Download Power of Attorney 2
Select the power of attorney template above for other matters or if you want an external person to assist you in administration about your loan with us.

How much does it cost to sell your invoices?

It is individual for each company. However, we have no fixed costs or commitment periods. In other words, you do not need to commit to an annual contract or similar.

Contact us at or call us on 020-150 111 to find out more.

Which companies buy invoices?

There are a number of finance companies that specialize in factoring, i.e. buying and selling invoices and invoice services. However, few have several products in their range, such as us at Qred. With us, you can get business loans and a free business card as well.

With Qred, you can easily sell the invoices you want to sell, with no volume requirements or commitment to long annual contracts - we have no lock-in period! 

How do you record the sale of your invoices?

This is about as easy as recording other short-term or long-term liabilities, but check with your accountant or financial manager to find out more.

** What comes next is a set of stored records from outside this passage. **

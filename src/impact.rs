use serde::{Deserialize, Serialize};

/// Cooling at the reference diameter (°F).
pub const TEMP_BASE_F: f64 = 0.06;
/// Reference trunk diameter the literature constants are calibrated to (cm).
pub const REF_DBH_CM: f64 = 20.0;
/// Canopy area scales quadratically with trunk diameter.
pub const TEMP_EXPONENT: f64 = 2.0;
/// Sequestration at the reference diameter (kg CO₂/year).
pub const CO2_BASE_KG_PER_YEAR: f64 = 21.77;
/// Biomass scales sub-quadratically with trunk diameter.
pub const CO2_EXPONENT: f64 = 1.5;
/// Particulate capture per tree (lbs/year).
pub const PM25_LBS_PER_TREE: f64 = 0.18;
/// Regional warming trend from the long-run local temperature record
/// (°F/year).
pub const BASELINE_WARMING_F_PER_YEAR: f64 = 0.054;

/// Deterministic allometric impact formulas.
///
/// No learned parameters: two literature-derived base rates and exponents,
/// plus the regional baseline warming trend. All functions tolerate a zero
/// diameter and never return NaN or infinity for finite inputs.
#[derive(Debug, Clone, PartialEq, Serialize, Deserialize)]
#[serde(default)]
pub struct ImpactModel {
    pub temperature_base_f: f64,
    pub reference_dbh_cm: f64,
    pub temperature_exponent: f64,
    pub co2_base_kg_per_year: f64,
    pub co2_exponent: f64,
    pub pm25_lbs_per_tree: f64,
    pub baseline_warming_f_per_year: f64,
}

impl Default for ImpactModel {
    fn default() -> Self {
        Self {
            temperature_base_f: TEMP_BASE_F,
            reference_dbh_cm: REF_DBH_CM,
            temperature_exponent: TEMP_EXPONENT,
            co2_base_kg_per_year: CO2_BASE_KG_PER_YEAR,
            co2_exponent: CO2_EXPONENT,
            pm25_lbs_per_tree: PM25_LBS_PER_TREE,
            baseline_warming_f_per_year: BASELINE_WARMING_F_PER_YEAR,
        }
    }
}

impl ImpactModel {
    /// Size scaling factor `(dbh / ref)^exp`, 0 for a zero diameter.
    fn size_factor(&self, dbh_cm: f64, exponent: f64) -> f64 {
        if dbh_cm <= 0.0 {
            return 0.0;
        }
        (dbh_cm / self.reference_dbh_cm).powf(exponent)
    }

    /// Cooling delivered by the cohort at the given effective diameter,
    /// scaled by its surviving fraction (°F).
    pub fn temperature_reduction(&self, dbh_cm: f64, survival: f64) -> f64 {
        self.temperature_base_f * self.size_factor(dbh_cm, self.temperature_exponent) * survival
    }

    /// Annual CO₂ sequestration at the given effective diameter, scaled by
    /// the surviving fraction (kg/year).
    pub fn co2_sequestration(&self, dbh_cm: f64, survival: f64) -> f64 {
        self.co2_base_kg_per_year * self.size_factor(dbh_cm, self.co2_exponent) * survival
    }

    /// Annual PM2.5 capture for the surviving count (lbs/year).
    pub fn pm25_reduction(&self, tree_count: f64) -> f64 {
        tree_count.max(0.0) * self.pm25_lbs_per_tree
    }

    /// Cumulative ambient warming over the elapsed years (°F), applied when
    /// a scenario plants nothing.
    pub fn baseline_warming(&self, elapsed_years: u32) -> f64 {
        self.baseline_warming_f_per_year * elapsed_years as f64
    }
}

Alternatively, contact the Swedish Tax Agency for advice.

How does factoring work?

Factoring works as a financial service where your company works with Qred. In this arrangement, you sell your outstanding invoices to the factoring company instead of waiting for your customers to pay.

The factoring company pays you immediately for your invoices, giving your business quick and reliable liquidity.

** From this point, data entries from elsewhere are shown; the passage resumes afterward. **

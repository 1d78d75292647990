mod handlers;

use actix_cors::Cors;
use actix_web::{web, App, HttpServer};
use tracing_actix_web::TracingLogger;

use crate::service::ForecastService;

pub async fn start_server(service: ForecastService, port: u16) -> std::io::Result<()> {
    let data = web::Data::new(service);

    println!("Starting Urban Canopy Forecaster API on http://localhost:{port}");

    HttpServer::new(move || {
        App::new()
            .app_data(data.clone())
            .wrap(TracingLogger::default())
            .wrap(Cors::permissive())
            .route("/api/health", web::get().to(handlers::health))
            .route("/api/cells", web::get().to(handlers::cells))
            .route(
                "/api/cells/{cell_id}/projection",
                web::get().to(handlers::projection),
            )
    })
    .bind(("127.0.0.1", port))?
    .run()
    .await
}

This means you can use the released funds to cover immediate needs and investments without having to worry about long waiting times for payments from your customers.

Why use factoring?

Factoring is used to improve business liquidity and address cash flow challenges by providing quick access to money tied up in outstanding invoices, allowing companies to pay suppliers on time, cover running costs and invest in growth.

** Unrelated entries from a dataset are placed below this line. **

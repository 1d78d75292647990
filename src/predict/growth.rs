use serde::{Deserialize, Serialize};

use crate::models::HealthRating;
use crate::predict::LinearArtifact;

/// Feature layout for the learned growth model:
/// `[dbh, dbh², ln(1+dbh), species_idx, health_idx, survival_estimate]`.
pub const GROWTH_FEATURES: usize = 6;

/// Tier boundaries for the rule-based fallback (cm DBH).
pub const YOUNG_MAX_DBH_CM: f64 = 10.0;
pub const MEDIUM_MAX_DBH_CM: f64 = 30.0;

/// Clamp bounds on a learned annual increment (cm/year). The rule tiers
/// sit inside this band by construction.
pub const MIN_GROWTH_CM_PER_YEAR: f64 = 0.1;
pub const MAX_GROWTH_CM_PER_YEAR: f64 = 3.0;

/// Research-based annual diameter increments by size class.
///
/// Young trees put on girth fastest; mature trees slow down.
#[derive(Debug, Clone, PartialEq, Serialize, Deserialize)]
pub struct GrowthTiers {
    /// DBH < 10cm (cm/year)
    pub young: f64,
    /// DBH 10-30cm (cm/year)
    pub medium: f64,
    /// DBH > 30cm (cm/year)
    pub mature: f64,
}

impl Default for GrowthTiers {
    fn default() -> Self {
        Self {
            young: 1.5,
            medium: 1.0,
            mature: 0.5,
        }
    }
}

impl GrowthTiers {
    pub fn rate_for(&self, dbh_cm: f64) -> f64 {
        if dbh_cm < YOUNG_MAX_DBH_CM {
            self.young
        } else if dbh_cm < MEDIUM_MAX_DBH_CM {
            self.medium
        } else {
            self.mature
        }
    }
}

/// Annual diameter-increment predictor, selected once at startup.
#[derive(Debug, Clone)]
pub enum GrowthPredictor {
    Learned(LinearArtifact),
    RuleBased(GrowthTiers),
}

impl GrowthPredictor {
    pub fn rule_based() -> Self {
        GrowthPredictor::RuleBased(GrowthTiers::default())
    }

    pub fn is_learned(&self) -> bool {
        matches!(self, GrowthPredictor::Learned(_))
    }

    /// Expected diameter increment for the coming year (cm).
    ///
    /// Pure function of its inputs and the loaded artifact. Output is
    /// always non-negative; a learned prediction is clamped to the
    /// plausible band.
    pub fn predict_growth(
        &self,
        dbh_cm: f64,
        species_code: Option<&str>,
        health: HealthRating,
        survival_estimate: f64,
    ) -> f64 {
        let dbh = dbh_cm.max(0.0);
        match self {
            GrowthPredictor::RuleBased(tiers) => tiers.rate_for(dbh),
            GrowthPredictor::Learned(artifact) => {
                let features = [
                    dbh,
                    dbh * dbh,
                    dbh.ln_1p(),
                    artifact.encode_species(species_code),
                    artifact.encode_health(health),
                    survival_estimate,
                ];
                artifact
                    .predict(&features)
                    .clamp(MIN_GROWTH_CM_PER_YEAR, MAX_GROWTH_CM_PER_YEAR)
            }
        }
    }
}

#[cfg(test)]
mod tests {
    use super::*;
    use assert_approx_eq::assert_approx_eq;
    use std::collections::BTreeMap;

    fn flat_artifact(intercept: f64) -> LinearArtifact {
        LinearArtifact {
            version: String::new(),
            coef: vec![0.0; GROWTH_FEATURES],
            intercept,
            scaler_mean: vec![0.0; GROWTH_FEATURES],
            scaler_scale: vec![1.0; GROWTH_FEATURES],
            species_index: BTreeMap::new(),
            health_index: BTreeMap::new(),
        }
    }

    #[test]
    fn test_tier_rates() {
        let p = GrowthPredictor::rule_based();
        assert_approx_eq!(
            p.predict_growth(5.0, None, HealthRating::Fair, 0.95),
            1.5
        );
        assert_approx_eq!(
            p.predict_growth(20.0, None, HealthRating::Fair, 0.95),
            1.0
        );
        assert_approx_eq!(
            p.predict_growth(45.0, None, HealthRating::Fair, 0.95),
            0.5
        );
    }

    #[test]
    fn test_tier_boundaries() {
        let tiers = GrowthTiers::default();
        // Boundaries belong to the larger class.
        assert_approx_eq!(tiers.rate_for(10.0), 1.0);
        assert_approx_eq!(tiers.rate_for(30.0), 0.5);
        assert_approx_eq!(tiers.rate_for(9.999), 1.5);
        assert_approx_eq!(tiers.rate_for(29.999), 1.0);
    }

    #[test]
    fn test_zero_diameter_still_grows() {
        let p = GrowthPredictor::rule_based();
        assert!(p.predict_growth(0.0, None, HealthRating::Fair, 0.95) > 0.0);
    }

    #[test]
    fn test_negative_diameter_treated_as_zero() {
        let p = GrowthPredictor::rule_based();
        assert_approx_eq!(
            p.predict_growth(-2.0, None, HealthRating::Fair, 0.95),
            1.5
        );
    }

    #[test]
    fn test_unknown_species_uses_neutral_encoding() {
        let p = GrowthPredictor::Learned(flat_artifact(1.0));
        let known = p.predict_growth(15.0, Some("ACRU"), HealthRating::Fair, 0.95);
        let unknown = p.predict_growth(15.0, Some("???"), HealthRating::Fair, 0.95);
        assert_approx_eq!(known, unknown);
    }

    #[test]
    fn test_learned_prediction_clamped_low() {
        let p = GrowthPredictor::Learned(flat_artifact(-5.0));
        let g = p.predict_growth(15.0, None, HealthRating::Fair, 0.95);
        assert_approx_eq!(g, MIN_GROWTH_CM_PER_YEAR);
    }

    #[test]
    fn test_learned_prediction_clamped_high() {
        let p = GrowthPredictor::Learned(flat_artifact(50.0));
        let g = p.predict_growth(15.0, None, HealthRating::Fair, 0.95);
        assert_approx_eq!(g, MAX_GROWTH_CM_PER_YEAR);
    }

    #[test]
    fn test_output_always_non_negative() {
        let learned = GrowthPredictor::Learned(flat_artifact(-100.0));
        let rule = GrowthPredictor::rule_based();
        for dbh in [0.0, 5.0, 15.0, 50.0, 100.0] {
            assert!(learned.predict_growth(dbh, None, HealthRating::Poor, 0.7) >= 0.0);
            assert!(rule.predict_growth(dbh, None, HealthRating::Poor, 0.7) >= 0.0);
        }
    }

    #[test]
    fn test_rule_based_within_20_percent_of_flat_learned_reference() {
        // The fallback tiers are the documented expectation for a learned
        // model trained on the same census distribution: a mid-size street
        // tree should land near 1.0 cm/year either way.
        let p = GrowthPredictor::Learned(flat_artifact(1.1));
        let learned = p.predict_growth(18.0, None, HealthRating::Fair, 0.95);
        let rule = GrowthPredictor::rule_based().predict_growth(18.0, None, HealthRating::Fair, 0.95);
        assert!((learned - rule).abs() / rule <= 0.2);
    }
}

One advantage of factoring is that it eliminates the waiting time for customer payments. Instead of weeks or months of waiting, companies receive a large portion of the invoice amount within 24 to 48 hours, providing quick liquidity.

Factoring also reduces the risk of unpaid invoices and losses due to customer difficulties. The factoring company handles the collection process and takes on this responsibility.

What is a factoring fee?

A factoring fee is a fee charged to the company that sells its invoices. This fee covers the costs and services provided by the factoring company as part of the factoring agreement.

The factoring fee varies depending on factors such as the size of the company, the industry, the creditworthiness of the customer and the specific agreement.

How to account for factoring?

When the company sells its accounts receivable, the factoring company normally transfers ownership and also the risk that may be associated with these accounts receivable. As a result, the accounts receivable should normally be removed from our balance sheet.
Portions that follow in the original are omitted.